- [WHAT THIS TASK INVOLVES]:
Out of the records below, copy all lines in which the word "clone" occurs.

- [RECORDS SHOWN]:
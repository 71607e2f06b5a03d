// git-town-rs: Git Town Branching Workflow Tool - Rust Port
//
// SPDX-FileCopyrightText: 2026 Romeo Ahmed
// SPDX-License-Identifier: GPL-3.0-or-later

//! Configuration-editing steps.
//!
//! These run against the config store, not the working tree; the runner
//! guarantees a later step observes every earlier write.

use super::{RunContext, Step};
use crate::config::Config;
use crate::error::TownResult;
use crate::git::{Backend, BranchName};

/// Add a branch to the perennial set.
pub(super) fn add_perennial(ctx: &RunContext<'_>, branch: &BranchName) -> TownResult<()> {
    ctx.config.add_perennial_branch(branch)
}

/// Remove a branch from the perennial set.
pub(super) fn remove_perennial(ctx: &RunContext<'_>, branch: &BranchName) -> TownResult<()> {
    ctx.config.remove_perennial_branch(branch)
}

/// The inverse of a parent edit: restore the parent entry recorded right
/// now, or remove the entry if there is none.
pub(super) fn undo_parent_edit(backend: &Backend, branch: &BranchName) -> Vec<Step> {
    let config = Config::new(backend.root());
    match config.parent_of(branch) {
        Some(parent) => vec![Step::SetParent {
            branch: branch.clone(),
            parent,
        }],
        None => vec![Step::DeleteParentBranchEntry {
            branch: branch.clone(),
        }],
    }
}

* * *

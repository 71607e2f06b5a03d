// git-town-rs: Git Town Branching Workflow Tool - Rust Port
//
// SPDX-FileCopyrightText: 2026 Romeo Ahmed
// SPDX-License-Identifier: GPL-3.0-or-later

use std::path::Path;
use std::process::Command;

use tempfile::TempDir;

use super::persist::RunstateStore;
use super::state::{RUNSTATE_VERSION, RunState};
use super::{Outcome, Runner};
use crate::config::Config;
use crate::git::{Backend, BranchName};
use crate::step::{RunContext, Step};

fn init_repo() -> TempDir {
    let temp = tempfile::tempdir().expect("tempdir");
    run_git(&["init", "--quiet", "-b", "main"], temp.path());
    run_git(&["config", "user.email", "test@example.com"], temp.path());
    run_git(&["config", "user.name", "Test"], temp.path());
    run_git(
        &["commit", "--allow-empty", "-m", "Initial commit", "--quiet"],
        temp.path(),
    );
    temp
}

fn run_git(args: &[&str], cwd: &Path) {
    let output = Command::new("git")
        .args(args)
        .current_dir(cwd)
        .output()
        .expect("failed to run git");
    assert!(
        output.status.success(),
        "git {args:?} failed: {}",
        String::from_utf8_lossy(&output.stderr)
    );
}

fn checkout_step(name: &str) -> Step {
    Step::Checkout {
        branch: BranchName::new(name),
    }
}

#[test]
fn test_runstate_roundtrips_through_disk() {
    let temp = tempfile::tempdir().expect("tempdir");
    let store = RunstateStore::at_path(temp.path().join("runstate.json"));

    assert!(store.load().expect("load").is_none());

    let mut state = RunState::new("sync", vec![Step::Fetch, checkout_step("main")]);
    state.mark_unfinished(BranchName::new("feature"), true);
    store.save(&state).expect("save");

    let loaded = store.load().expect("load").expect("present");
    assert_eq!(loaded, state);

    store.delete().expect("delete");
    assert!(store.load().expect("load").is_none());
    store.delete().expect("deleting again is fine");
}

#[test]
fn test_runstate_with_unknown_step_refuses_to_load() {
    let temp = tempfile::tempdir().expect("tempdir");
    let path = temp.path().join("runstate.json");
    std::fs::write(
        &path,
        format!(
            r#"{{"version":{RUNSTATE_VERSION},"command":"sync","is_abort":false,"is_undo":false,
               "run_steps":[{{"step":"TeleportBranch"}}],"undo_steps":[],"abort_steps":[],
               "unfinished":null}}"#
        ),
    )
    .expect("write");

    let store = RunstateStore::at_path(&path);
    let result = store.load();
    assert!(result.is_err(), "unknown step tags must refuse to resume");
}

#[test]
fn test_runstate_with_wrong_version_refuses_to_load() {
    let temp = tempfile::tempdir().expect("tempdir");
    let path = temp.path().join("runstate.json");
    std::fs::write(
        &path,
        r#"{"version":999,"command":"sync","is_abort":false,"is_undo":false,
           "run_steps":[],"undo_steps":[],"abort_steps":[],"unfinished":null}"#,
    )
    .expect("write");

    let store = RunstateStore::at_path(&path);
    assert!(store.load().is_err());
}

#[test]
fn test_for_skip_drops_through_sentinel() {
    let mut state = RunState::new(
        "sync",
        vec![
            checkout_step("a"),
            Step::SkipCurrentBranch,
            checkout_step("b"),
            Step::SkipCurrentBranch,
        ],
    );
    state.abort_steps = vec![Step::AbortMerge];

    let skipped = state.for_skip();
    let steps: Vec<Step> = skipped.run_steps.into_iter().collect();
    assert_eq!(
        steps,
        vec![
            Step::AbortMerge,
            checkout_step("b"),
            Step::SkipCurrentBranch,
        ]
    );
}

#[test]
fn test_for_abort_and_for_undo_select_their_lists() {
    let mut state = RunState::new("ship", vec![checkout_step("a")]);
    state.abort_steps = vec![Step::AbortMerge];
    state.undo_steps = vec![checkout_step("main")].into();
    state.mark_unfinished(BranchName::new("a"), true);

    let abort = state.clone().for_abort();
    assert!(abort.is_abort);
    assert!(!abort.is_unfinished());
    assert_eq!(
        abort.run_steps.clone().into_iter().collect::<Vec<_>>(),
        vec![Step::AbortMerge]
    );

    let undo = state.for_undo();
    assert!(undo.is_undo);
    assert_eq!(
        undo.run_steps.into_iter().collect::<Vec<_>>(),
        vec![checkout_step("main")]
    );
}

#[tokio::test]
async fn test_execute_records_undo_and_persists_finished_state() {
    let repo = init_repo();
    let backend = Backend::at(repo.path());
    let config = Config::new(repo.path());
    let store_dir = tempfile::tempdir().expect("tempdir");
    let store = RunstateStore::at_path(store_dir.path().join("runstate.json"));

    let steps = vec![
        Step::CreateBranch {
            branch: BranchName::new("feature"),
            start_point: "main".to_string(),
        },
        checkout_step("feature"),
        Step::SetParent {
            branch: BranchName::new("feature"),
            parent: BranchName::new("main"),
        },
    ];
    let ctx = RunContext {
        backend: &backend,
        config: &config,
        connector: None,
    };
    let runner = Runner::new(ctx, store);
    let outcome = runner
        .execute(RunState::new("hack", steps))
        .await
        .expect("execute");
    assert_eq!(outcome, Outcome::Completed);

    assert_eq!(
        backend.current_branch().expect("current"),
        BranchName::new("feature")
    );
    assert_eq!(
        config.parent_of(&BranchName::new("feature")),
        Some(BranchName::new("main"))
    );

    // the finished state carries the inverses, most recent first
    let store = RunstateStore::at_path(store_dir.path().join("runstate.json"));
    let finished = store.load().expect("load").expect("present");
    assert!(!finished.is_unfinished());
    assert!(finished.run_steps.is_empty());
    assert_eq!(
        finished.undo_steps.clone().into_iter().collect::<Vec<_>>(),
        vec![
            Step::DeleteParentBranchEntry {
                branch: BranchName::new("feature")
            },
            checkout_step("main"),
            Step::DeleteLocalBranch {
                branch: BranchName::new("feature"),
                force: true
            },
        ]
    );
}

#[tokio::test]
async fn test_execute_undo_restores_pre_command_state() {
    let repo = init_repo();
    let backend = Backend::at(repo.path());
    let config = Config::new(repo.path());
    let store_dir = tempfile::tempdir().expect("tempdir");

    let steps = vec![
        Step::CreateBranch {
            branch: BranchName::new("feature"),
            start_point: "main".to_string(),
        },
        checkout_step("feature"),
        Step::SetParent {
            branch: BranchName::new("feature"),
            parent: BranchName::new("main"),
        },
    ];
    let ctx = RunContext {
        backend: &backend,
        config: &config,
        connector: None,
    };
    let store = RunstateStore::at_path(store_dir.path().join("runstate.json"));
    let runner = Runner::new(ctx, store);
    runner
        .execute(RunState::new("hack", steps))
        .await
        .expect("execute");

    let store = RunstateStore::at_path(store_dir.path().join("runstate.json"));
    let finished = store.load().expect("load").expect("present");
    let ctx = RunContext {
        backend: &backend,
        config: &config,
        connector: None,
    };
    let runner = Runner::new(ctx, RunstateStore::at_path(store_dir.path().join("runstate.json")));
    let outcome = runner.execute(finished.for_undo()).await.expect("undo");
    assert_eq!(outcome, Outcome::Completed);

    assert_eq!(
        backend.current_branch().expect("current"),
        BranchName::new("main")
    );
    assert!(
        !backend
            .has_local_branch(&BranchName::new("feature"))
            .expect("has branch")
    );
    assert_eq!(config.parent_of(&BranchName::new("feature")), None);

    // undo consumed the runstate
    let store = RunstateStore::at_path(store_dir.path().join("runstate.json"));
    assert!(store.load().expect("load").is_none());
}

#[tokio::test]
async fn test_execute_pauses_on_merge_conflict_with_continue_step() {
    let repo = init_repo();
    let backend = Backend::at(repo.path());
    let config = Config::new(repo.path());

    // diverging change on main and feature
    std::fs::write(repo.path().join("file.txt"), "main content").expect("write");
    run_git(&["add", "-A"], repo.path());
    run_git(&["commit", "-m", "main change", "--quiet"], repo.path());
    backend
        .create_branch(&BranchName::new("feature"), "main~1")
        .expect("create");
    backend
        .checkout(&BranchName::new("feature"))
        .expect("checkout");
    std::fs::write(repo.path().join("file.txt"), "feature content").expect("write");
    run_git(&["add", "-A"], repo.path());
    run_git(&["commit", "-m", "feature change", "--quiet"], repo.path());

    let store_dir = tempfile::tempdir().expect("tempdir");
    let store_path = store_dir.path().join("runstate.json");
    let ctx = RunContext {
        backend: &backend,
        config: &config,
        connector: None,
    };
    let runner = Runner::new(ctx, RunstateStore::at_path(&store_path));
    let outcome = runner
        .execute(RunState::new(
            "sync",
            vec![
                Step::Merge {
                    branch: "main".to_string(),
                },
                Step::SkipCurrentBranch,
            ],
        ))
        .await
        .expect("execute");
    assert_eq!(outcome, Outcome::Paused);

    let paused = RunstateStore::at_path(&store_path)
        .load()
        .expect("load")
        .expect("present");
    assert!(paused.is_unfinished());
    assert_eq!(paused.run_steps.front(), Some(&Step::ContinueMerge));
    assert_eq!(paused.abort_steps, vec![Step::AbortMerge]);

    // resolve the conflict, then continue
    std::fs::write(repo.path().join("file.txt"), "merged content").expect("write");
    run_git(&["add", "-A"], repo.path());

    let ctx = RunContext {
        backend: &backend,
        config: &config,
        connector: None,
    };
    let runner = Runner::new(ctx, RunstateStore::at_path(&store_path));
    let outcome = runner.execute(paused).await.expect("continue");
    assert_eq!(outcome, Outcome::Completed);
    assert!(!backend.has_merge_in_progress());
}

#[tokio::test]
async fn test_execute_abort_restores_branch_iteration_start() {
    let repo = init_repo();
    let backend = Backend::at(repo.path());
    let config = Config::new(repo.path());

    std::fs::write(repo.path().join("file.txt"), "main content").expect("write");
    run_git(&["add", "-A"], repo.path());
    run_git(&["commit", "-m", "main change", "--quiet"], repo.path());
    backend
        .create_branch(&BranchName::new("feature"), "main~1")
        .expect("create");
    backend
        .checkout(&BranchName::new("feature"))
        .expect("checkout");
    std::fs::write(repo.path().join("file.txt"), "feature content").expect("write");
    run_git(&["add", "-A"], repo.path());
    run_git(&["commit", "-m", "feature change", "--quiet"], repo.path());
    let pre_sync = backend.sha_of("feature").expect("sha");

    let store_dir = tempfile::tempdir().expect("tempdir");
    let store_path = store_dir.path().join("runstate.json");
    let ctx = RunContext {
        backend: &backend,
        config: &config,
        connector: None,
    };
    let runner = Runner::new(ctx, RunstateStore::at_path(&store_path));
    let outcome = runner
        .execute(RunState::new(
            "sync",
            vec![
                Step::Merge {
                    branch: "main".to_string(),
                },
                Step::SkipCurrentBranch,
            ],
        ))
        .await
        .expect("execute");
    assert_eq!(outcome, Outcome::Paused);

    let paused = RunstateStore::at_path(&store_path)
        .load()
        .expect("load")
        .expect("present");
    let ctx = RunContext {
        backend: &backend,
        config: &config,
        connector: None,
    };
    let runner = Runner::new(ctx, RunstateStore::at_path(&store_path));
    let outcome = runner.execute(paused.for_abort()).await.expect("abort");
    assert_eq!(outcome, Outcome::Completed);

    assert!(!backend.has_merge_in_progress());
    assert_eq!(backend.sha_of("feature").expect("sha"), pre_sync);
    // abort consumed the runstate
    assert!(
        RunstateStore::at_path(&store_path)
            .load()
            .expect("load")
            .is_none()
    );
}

- [ANSWER TO THE EXERCISE]:
            branch: branch.clone(),
            branch: branch.clone(),
    let abort = state.clone().for_abort();
        abort.run_steps.clone().into_iter().collect::<Vec<_>>(),
        finished.undo_steps.clone().into_iter().collect::<Vec<_>>(),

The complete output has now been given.